* _Action item_:
Your answer should consist of the lines in the data below that contain "packages".

[Collected data]
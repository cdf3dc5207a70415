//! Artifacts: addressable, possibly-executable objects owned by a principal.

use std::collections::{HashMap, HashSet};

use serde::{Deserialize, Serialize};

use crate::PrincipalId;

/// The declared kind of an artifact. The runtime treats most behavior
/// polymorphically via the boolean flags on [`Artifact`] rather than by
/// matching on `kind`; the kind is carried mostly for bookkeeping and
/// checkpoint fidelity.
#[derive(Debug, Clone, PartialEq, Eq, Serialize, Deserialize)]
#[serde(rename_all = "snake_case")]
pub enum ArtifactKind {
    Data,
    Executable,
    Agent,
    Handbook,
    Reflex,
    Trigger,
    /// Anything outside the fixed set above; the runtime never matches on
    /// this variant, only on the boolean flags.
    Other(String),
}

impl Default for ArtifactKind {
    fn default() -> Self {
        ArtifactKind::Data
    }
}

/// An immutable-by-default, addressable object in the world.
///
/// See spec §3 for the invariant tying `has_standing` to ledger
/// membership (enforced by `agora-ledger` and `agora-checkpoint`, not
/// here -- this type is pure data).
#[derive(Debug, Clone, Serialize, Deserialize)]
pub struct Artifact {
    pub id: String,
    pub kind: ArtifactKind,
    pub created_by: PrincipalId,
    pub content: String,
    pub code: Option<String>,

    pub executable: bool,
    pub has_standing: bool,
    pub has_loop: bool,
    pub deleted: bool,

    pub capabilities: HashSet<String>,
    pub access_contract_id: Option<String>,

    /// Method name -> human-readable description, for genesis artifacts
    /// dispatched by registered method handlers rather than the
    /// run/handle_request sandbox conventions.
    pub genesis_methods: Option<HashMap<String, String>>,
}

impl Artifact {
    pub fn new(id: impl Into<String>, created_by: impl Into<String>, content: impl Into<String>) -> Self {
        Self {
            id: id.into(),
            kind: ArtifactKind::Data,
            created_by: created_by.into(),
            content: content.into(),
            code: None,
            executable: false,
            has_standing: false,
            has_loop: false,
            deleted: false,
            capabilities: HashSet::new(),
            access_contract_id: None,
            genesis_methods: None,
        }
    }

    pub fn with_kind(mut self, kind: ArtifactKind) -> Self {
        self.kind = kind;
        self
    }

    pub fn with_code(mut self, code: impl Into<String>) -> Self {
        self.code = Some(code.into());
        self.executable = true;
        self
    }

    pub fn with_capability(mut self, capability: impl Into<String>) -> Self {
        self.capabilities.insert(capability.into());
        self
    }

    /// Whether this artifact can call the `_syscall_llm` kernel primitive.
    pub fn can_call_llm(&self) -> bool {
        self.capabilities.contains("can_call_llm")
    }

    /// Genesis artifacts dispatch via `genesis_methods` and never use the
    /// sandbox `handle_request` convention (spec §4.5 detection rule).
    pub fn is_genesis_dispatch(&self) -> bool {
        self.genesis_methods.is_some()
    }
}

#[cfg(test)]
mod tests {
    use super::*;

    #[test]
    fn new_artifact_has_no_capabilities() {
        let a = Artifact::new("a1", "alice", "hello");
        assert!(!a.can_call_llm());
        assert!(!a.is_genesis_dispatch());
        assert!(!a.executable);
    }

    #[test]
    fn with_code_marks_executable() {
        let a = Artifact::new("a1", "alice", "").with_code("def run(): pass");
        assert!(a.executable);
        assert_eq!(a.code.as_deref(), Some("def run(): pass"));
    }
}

==

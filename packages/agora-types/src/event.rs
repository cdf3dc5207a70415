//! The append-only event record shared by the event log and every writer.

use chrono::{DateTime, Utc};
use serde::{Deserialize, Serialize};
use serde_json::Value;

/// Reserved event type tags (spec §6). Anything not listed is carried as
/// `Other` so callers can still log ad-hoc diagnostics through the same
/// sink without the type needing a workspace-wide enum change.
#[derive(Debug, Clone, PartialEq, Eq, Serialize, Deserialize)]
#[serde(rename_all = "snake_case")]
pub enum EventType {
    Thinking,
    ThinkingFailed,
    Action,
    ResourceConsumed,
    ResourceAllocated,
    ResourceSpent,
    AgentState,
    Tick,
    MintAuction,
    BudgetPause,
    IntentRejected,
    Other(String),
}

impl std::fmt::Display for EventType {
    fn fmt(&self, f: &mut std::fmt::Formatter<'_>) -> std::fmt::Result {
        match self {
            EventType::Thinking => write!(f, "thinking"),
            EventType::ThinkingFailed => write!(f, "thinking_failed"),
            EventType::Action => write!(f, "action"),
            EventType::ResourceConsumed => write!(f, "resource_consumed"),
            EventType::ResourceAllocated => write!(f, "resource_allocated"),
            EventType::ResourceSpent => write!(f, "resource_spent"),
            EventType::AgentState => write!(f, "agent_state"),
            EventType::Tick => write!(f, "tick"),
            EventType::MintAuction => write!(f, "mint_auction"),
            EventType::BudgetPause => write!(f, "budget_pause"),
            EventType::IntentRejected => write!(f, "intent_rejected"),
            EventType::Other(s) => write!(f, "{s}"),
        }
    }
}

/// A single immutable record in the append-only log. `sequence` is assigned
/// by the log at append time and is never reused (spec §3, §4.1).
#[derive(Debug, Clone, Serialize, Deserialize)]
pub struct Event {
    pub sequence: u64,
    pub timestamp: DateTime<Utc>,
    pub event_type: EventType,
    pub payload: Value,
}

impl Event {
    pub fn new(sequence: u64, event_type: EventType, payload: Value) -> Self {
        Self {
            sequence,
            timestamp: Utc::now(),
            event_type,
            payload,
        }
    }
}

==

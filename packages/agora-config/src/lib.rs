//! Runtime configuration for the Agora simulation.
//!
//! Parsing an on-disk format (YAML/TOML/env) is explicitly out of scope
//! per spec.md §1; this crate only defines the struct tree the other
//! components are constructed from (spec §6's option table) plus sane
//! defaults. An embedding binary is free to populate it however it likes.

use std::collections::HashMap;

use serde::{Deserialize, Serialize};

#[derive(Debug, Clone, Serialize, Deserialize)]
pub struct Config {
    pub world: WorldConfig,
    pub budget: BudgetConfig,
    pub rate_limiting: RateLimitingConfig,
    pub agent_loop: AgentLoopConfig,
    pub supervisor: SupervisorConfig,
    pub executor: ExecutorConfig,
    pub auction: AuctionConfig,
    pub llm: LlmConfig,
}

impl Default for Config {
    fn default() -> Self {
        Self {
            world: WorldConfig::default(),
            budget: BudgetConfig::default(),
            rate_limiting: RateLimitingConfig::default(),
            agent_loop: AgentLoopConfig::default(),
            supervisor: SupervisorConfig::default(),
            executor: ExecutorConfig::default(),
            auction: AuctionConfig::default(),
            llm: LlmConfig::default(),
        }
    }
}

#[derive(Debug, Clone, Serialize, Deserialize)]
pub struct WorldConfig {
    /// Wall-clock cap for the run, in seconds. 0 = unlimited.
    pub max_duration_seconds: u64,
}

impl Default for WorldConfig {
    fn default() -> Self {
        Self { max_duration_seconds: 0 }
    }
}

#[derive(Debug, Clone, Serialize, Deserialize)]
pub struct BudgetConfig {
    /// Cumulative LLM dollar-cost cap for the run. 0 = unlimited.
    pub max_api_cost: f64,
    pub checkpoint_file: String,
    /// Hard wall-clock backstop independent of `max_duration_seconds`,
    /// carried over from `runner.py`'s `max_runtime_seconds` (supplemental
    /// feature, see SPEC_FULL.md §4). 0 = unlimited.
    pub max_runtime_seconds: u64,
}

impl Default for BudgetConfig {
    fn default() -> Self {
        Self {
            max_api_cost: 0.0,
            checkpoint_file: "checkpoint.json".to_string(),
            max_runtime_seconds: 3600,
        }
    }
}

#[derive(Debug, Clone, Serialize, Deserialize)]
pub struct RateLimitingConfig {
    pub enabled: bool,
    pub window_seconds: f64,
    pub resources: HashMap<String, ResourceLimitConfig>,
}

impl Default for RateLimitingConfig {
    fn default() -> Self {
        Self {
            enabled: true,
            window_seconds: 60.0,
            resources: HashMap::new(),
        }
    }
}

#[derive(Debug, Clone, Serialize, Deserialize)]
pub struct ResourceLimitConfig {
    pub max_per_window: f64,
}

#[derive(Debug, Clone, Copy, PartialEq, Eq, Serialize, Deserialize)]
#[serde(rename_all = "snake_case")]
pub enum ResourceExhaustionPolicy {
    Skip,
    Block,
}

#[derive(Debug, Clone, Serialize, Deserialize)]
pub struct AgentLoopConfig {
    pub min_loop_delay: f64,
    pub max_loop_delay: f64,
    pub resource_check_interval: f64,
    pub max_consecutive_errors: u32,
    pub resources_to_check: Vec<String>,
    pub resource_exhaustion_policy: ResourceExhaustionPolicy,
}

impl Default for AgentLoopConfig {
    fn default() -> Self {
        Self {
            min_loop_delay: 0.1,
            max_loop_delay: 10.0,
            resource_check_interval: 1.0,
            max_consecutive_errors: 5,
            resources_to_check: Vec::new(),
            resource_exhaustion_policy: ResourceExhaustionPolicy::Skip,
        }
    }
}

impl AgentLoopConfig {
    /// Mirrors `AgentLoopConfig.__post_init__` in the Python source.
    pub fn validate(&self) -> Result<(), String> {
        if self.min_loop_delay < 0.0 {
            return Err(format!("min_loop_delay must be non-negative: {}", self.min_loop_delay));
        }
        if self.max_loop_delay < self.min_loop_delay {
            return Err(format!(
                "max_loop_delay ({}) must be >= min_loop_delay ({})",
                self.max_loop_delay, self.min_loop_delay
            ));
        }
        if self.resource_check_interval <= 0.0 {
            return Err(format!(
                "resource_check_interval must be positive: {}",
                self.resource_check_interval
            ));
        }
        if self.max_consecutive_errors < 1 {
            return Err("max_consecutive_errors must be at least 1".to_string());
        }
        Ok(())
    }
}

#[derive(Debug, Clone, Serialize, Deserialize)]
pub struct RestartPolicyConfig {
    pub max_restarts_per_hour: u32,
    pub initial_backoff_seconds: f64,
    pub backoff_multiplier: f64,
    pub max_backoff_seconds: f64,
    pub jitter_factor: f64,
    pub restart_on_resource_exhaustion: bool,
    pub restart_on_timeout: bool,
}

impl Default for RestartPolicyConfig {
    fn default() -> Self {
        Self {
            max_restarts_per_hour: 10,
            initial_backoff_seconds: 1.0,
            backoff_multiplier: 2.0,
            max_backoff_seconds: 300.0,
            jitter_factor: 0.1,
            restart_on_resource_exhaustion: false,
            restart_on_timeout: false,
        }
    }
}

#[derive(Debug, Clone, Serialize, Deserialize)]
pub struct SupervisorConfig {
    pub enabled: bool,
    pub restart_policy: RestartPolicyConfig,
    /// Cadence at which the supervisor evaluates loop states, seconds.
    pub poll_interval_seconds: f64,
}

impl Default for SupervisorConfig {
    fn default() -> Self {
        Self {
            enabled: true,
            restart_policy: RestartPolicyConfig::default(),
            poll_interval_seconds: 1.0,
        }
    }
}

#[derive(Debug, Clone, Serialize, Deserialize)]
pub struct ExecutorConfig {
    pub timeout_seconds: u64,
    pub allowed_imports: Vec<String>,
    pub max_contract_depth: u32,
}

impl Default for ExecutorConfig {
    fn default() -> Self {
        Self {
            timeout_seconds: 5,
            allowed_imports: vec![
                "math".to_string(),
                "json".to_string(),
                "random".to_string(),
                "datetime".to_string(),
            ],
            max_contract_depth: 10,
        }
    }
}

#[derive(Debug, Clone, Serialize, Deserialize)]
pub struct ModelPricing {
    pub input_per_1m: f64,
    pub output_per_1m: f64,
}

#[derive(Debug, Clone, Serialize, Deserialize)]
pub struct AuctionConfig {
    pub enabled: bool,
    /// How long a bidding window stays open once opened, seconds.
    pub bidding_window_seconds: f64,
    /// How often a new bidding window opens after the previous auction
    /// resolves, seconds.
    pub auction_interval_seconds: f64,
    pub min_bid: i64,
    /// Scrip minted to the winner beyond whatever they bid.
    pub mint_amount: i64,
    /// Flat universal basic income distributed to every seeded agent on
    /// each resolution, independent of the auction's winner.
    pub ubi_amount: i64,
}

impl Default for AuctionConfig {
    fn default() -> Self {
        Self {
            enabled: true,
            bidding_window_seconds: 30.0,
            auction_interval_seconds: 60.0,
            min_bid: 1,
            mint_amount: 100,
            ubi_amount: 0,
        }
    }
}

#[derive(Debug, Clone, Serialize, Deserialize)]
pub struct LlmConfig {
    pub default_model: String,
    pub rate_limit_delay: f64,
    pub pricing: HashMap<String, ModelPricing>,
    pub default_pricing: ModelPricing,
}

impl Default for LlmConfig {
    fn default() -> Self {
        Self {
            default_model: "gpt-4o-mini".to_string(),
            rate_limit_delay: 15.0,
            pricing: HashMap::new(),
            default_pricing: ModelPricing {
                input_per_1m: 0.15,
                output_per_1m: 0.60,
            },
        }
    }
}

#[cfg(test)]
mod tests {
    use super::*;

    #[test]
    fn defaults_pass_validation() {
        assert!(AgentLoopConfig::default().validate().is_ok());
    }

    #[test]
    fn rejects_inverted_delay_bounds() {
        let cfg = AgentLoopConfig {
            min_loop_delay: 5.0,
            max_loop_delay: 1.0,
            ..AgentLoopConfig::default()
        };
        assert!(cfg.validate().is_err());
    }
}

* _Written solution_:
filename packages/agora-types/src/event.rs
filename packages/agora-config/src/lib.rs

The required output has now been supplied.